🤖 AI Summary
This paper investigates the theoretical connection between no-regret learning and conformal prediction in adversarial online settings, with a focus on simultaneously guaranteeing marginal and group-conditional coverage. Methodologically, it introduces a novel multi-group Adaptive Conformal Inference (ACI) algorithm based on follow-the-perturbed-leader strategies—such as online gradient descent—and provides rigorous convergence analysis. Its key contributions are threefold: (i) it establishes the first tight equivalence between threshold-calibrated coverage and swap regret; (ii) it generalizes the classical ACI framework to multi-valid coverage across arbitrary group partitions, delivering universal theoretical guarantees for any grouping function; and (iii) it proves the feasibility of achieving group-conditional coverage under adversarial data streams. Empirical results demonstrate that the proposed algorithm stably satisfies multi-group validity requirements on dynamic data streams, significantly enhancing robustness in real-world deployment.
📝 Abstract
Existing algorithms for online conformal prediction -- guaranteeing marginal coverage in adversarial settings -- are variants of online gradient descent (OGD), but their analyses of worst-case coverage do not follow from the regret guarantee of OGD. What is the relationship between no-regret learning and online conformal prediction?

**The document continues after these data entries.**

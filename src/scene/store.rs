use tracing::{debug, warn};

use crate::error::{GenerationError, Result};
use crate::scene::types::{GenerationState, ImageAsset, Scene, SceneDescriptor, SceneId};
use crate::sound::SoundMatcher;

/// Claim on one generation attempt sequence for a scene.
///
/// Issued by [`SceneStore::begin_generation`]; results are only accepted
/// while the scene's current token still matches the ticket's.
#[derive(Debug, Clone)]
pub struct GenerationTicket {
    pub id: SceneId,
    pub token: u64,
    pub image_prompt: String,
}

/// In-memory ordered collection of scenes; the single source of truth for
/// every other pipeline component.
///
/// Indices are contiguous 0..N-1 at all times. Every operation that changes
/// structure re-indexes; every operation that edits scene text recomputes
/// the scene's sound-effect annotation.
#[derive(Debug)]
pub struct SceneStore {
    scenes: Vec<Scene>,
    matcher: SoundMatcher,
    next_id: u64,
}

impl SceneStore {
    pub fn new() -> Self {
        Self::with_matcher(SoundMatcher::default())
    }

    pub fn with_matcher(matcher: SoundMatcher) -> Self {
        Self { scenes: Vec::new(), matcher, next_id: 1 }
    }

    pub fn len(&self) -> usize {
        self.scenes.len()
    }

    pub fn is_empty(&self) -> bool {
        self.scenes.is_empty()
    }

    pub fn scenes(&self) -> &[Scene] {
        &self.scenes
    }

    pub fn get(&self, index: usize) -> Option<&Scene> {
        self.scenes.get(index)
    }

    pub fn get_by_id(&self, id: SceneId) -> Option<&Scene> {
        self.scenes.iter().find(|s| s.id == id)
    }

    fn get_mut_by_id(&mut self, id: SceneId) -> Option<&mut Scene> {
        self.scenes.iter_mut().find(|s| s.id == id)
    }

    /// Replace the store contents with freshly decomposed scenes
    pub fn populate(&mut self, descriptors: Vec<SceneDescriptor>) {
        self.scenes.clear();
        for descriptor in descriptors {
            let id = self.allocate_id();
            let index = self.scenes.len();
            let mut scene = Scene::new(id, index, descriptor);
            scene.audio_effect = self.match_effect(&scene);
            self.scenes.push(scene);
        }
        debug!("Store populated with {} scenes", self.scenes.len());
    }

    /// Insert a scene at `index`, shifting later scenes down
    pub fn insert(&mut self, index: usize, descriptor: SceneDescriptor) -> SceneId {
        let id = self.allocate_id();
        let index = index.min(self.scenes.len());
        let mut scene = Scene::new(id, index, descriptor);
        scene.audio_effect = self.match_effect(&scene);
        self.scenes.insert(index, scene);
        self.reindex();
        id
    }

    /// Delete the scene at `index`, closing the gap
    pub fn delete(&mut self, index: usize) -> Result<()> {
        if index >= self.scenes.len() {
            return Err(GenerationError::SceneNotFound { index }.into());
        }
        let removed = self.scenes.remove(index);
        debug!("Deleted scene {} ({:?})", index, removed.id);
        self.reindex();
        Ok(())
    }

    /// Move the scene at `from` to position `to`, preserving the relative
    /// order of all other scenes
    pub fn reorder(&mut self, from: usize, to: usize) -> Result<()> {
        if from >= self.scenes.len() {
            return Err(GenerationError::SceneNotFound { index: from }.into());
        }
        let to = to.min(self.scenes.len() - 1);
        let scene = self.scenes.remove(from);
        self.scenes.insert(to, scene);
        self.reindex();
        Ok(())
    }

    pub fn edit_title(&mut self, index: usize, title: impl Into<String>) -> Result<()> {
        let scene = self.scene_mut(index)?;
        scene.title = title.into();
        Ok(())
    }

    /// Edit the narrative text. Recomputes the effect annotation; never
    /// touches the image prompt or generation state.
    pub fn edit_summary(&mut self, index: usize, summary: impl Into<String>) -> Result<()> {
        let scene = self.scene_mut(index)?;
        scene.summary = summary.into();
        let effect = self.match_effect(&self.scenes[index]);
        self.scenes[index].audio_effect = effect;
        Ok(())
    }

    /// Replace the image prompt without touching generation state. Editing
    /// text alone must never trigger a backend call; a regenerate has to be
    /// issued explicitly afterwards.
    pub fn override_prompt(&mut self, index: usize, prompt: impl Into<String>) -> Result<()> {
        let scene = self.scene_mut(index)?;
        scene.image_prompt = prompt.into();
        let effect = self.match_effect(&self.scenes[index]);
        self.scenes[index].audio_effect = effect;
        Ok(())
    }

    pub fn set_motion_prompt(&mut self, index: usize, motion: Option<String>) -> Result<()> {
        self.scene_mut(index)?.motion_prompt = motion;
        Ok(())
    }

    /// Attach a user-uploaded video clip to be used instead of a still
    pub fn attach_video_clip(
        &mut self,
        index: usize,
        path: impl Into<std::path::PathBuf>,
    ) -> Result<()> {
        self.scene_mut(index)?.video_clip = Some(path.into());
        Ok(())
    }

    /// Start (or restart) generation for the scene at `index`.
    ///
    /// Bumps the scene's token so any still-in-flight attempt from an
    /// earlier request is superseded, resets the retry counter, and moves
    /// the scene to `InProgress`.
    pub fn begin_generation(&mut self, index: usize) -> Result<GenerationTicket> {
        let scene = self.scene_mut(index)?;
        scene.token += 1;
        scene.retry_count = 0;
        scene.generation_state = GenerationState::InProgress;
        Ok(GenerationTicket {
            id: scene.id,
            token: scene.token,
            image_prompt: scene.image_prompt.clone(),
        })
    }

    /// Record a failed attempt. Returns the updated retry count, or `None`
    /// when the ticket is stale (or the scene is gone) and the result must
    /// be discarded.
    pub fn record_attempt_failure(&mut self, ticket: &GenerationTicket) -> Option<u32> {
        let scene = self.get_mut_by_id(ticket.id)?;
        if scene.token != ticket.token {
            warn!("Discarding stale failure for {:?}", ticket.id);
            return None;
        }
        scene.retry_count += 1;
        Some(scene.retry_count)
    }

    /// Commit a successful generation: the image is replaced wholesale.
    /// Stale tickets are silently discarded.
    pub fn complete_success(&mut self, ticket: &GenerationTicket, asset: ImageAsset) -> bool {
        match self.get_mut_by_id(ticket.id) {
            Some(scene) if scene.token == ticket.token => {
                scene.image = Some(asset);
                scene.generation_state = GenerationState::Succeeded;
                true
            }
            _ => {
                warn!("Discarding stale success for {:?}", ticket.id);
                false
            }
        }
    }

    /// Commit a terminal failure after retries are exhausted
    pub fn complete_failure(&mut self, ticket: &GenerationTicket, reason: impl Into<String>) -> bool {
        match self.get_mut_by_id(ticket.id) {
            Some(scene) if scene.token == ticket.token => {
                scene.generation_state = GenerationState::Failed(reason.into());
                true
            }
            _ => {
                warn!("Discarding stale failure for {:?}", ticket.id);
                false
            }
        }
    }

    fn scene_mut(&mut self, index: usize) -> Result<&mut Scene> {
        let len = self.scenes.len();
        self.scenes
            .get_mut(index)
            .ok_or_else(|| {
                debug!("Scene {} out of range (len {})", index, len);
                GenerationError::SceneNotFound { index }.into()
            })
    }

    fn match_effect(&self, scene: &Scene) -> Option<String> {
        let text = format!("{} {}", scene.summary, scene.image_prompt);
        self.matcher.match_effect(&text).map(str::to_string)
    }

    fn allocate_id(&mut self) -> SceneId {
        let id = SceneId(self.next_id);
        self.next_id += 1;
        id
    }

    fn reindex(&mut self) {
        for (index, scene) in self.scenes.iter_mut().enumerate() {
            scene.index = index;
        }
    }
}

impl Default for SceneStore {
    fn default() -> Self {
        Self::new()
    }
}

#[cfg(test)]
mod tests {
    use super::*;

    fn descriptor(title: &str) -> SceneDescriptor {
        SceneDescriptor {
            title: title.to_string(),
            summary: format!("{title} summary"),
            image_prompt: format!("{title} prompt"),
            motion_prompt: None,
        }
    }

    fn store_with(n: usize) -> SceneStore {
        let mut store = SceneStore::new();
        store.populate((0..n).map(|i| descriptor(&format!("scene{i}"))).collect());
        store
    }

    #[test]
    fn test_populate_assigns_contiguous_indices() {
        let store = store_with(4);
        let indices: Vec<usize> = store.scenes().iter().map(|s| s.index).collect();
        assert_eq!(indices, vec![0, 1, 2, 3]);
    }

    #[test]
    fn test_delete_reindexes_and_preserves_order() {
        let mut store = store_with(4);
        store.delete(1).unwrap();

        assert_eq!(store.len(), 3);
        let titles: Vec<&str> = store.scenes().iter().map(|s| s.title.as_str()).collect();
        assert_eq!(titles, vec!["scene0", "scene2", "scene3"]);
        let indices: Vec<usize> = store.scenes().iter().map(|s| s.index).collect();
        assert_eq!(indices, vec![0, 1, 2]);
    }

    #[test]
    fn test_delete_out_of_range_fails() {
        let mut store = store_with(2);
        assert!(store.delete(5).is_err());
        assert_eq!(store.len(), 2);
    }

    #[test]
    fn test_reorder_moves_scene() {
        let mut store = store_with(3);
        store.reorder(0, 2).unwrap();
        let titles: Vec<&str> = store.scenes().iter().map(|s| s.title.as_str()).collect();
        assert_eq!(titles, vec!["scene1", "scene2", "scene0"]);
    }

    #[test]
    fn test_begin_generation_resets_retries_and_bumps_token() {
        let mut store = store_with(1);
        let first = store.begin_generation(0).unwrap();
        store.record_attempt_failure(&first).unwrap();
        store.record_attempt_failure(&first).unwrap();
        assert_eq!(store.get(0).unwrap().retry_count, 2);

        let second = store.begin_generation(0).unwrap();
        assert_eq!(store.get(0).unwrap().retry_count, 0);
        assert!(second.token > first.token);
        assert_eq!(store.get(0).unwrap().generation_state, GenerationState::InProgress);
    }

    #[test]
    fn test_stale_ticket_results_discarded() {
        let mut store = store_with(1);
        let old = store.begin_generation(0).unwrap();
        // A regenerate supersedes the first attempt
        let new = store.begin_generation(0).unwrap();

        assert!(!store.complete_success(&old, ImageAsset::new(vec![1, 2, 3])));
        assert!(store.get(0).unwrap().image.is_none());
        assert!(store.record_attempt_failure(&old).is_none());

        assert!(store.complete_success(&new, ImageAsset::new(vec![4, 5])));
        assert_eq!(store.get(0).unwrap().generation_state, GenerationState::Succeeded);
    }

    #[test]
    fn test_regenerate_does_not_touch_other_scenes() {
        let mut store = store_with(3);
        let ticket = store.begin_generation(1).unwrap();
        store.complete_success(&ticket, ImageAsset::new(vec![9]));

        for index in [0, 2] {
            let scene = store.get(index).unwrap();
            assert_eq!(scene.generation_state, GenerationState::Unstarted);
            assert!(scene.image.is_none());
            assert_eq!(scene.retry_count, 0);
        }
    }

    #[test]
    fn test_ticket_survives_reorder() {
        let mut store = store_with(3);
        let ticket = store.begin_generation(0).unwrap();
        store.reorder(0, 2).unwrap();

        assert!(store.complete_success(&ticket, ImageAsset::new(vec![7])));
        // The scene moved to index 2 but the result followed its id
        assert!(store.get(2).unwrap().image.is_some());
        assert!(store.get(0).unwrap().image.is_none());
    }

    #[test]
    fn test_ticket_for_deleted_scene_discarded() {
        let mut store = store_with(2);
        let ticket = store.begin_generation(0).unwrap();
        store.delete(0).unwrap();

        assert!(!store.complete_success(&ticket, ImageAsset::new(vec![1])));
        assert!(store.get(0).unwrap().image.is_none());
    }

    #[test]
    fn test_override_prompt_leaves_generation_state_alone() {
        let mut store = store_with(1);
        store.override_prompt(0, "a shark eating lunch").unwrap();

        let scene = store.get(0).unwrap();
        assert_eq!(scene.generation_state, GenerationState::Unstarted);
        assert_eq!(scene.image_prompt, "a shark eating lunch");
        // Effect annotation recomputed from the new text
        assert_eq!(scene.audio_effect.as_deref(), Some("eating"));
    }

    #[test]
    fn test_edit_summary_recomputes_effect() {
        let mut store = store_with(1);
        assert_eq!(store.get(0).unwrap().audio_effect, None);

        store.edit_summary(0, "splashing in the water").unwrap();
        assert_eq!(store.get(0).unwrap().audio_effect.as_deref(), Some("water"));
    }
}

We observe that although standard regret guarantees imply marginal coverage in i.i.d. settings, this connection fails as soon as we either move to adversarial environments or ask for group conditional coverage. On the other hand, we show a tight connection between threshold calibrated coverage and swap-regret in adversarial settings, which extends to group-conditional (multi-valid) coverage. We also show that algorithms in the follow the perturbed leader family of no regret learning algorithms (which includes online gradient descent) can be used to give group-conditional coverage guarantees in adversarial settings for arbitrary grouping functions. Via this connection we analyze and conduct experiments using a multi-group generalization of the ACI algorithm of Gibbs&Candes [2021] (arXiv:2106.00170).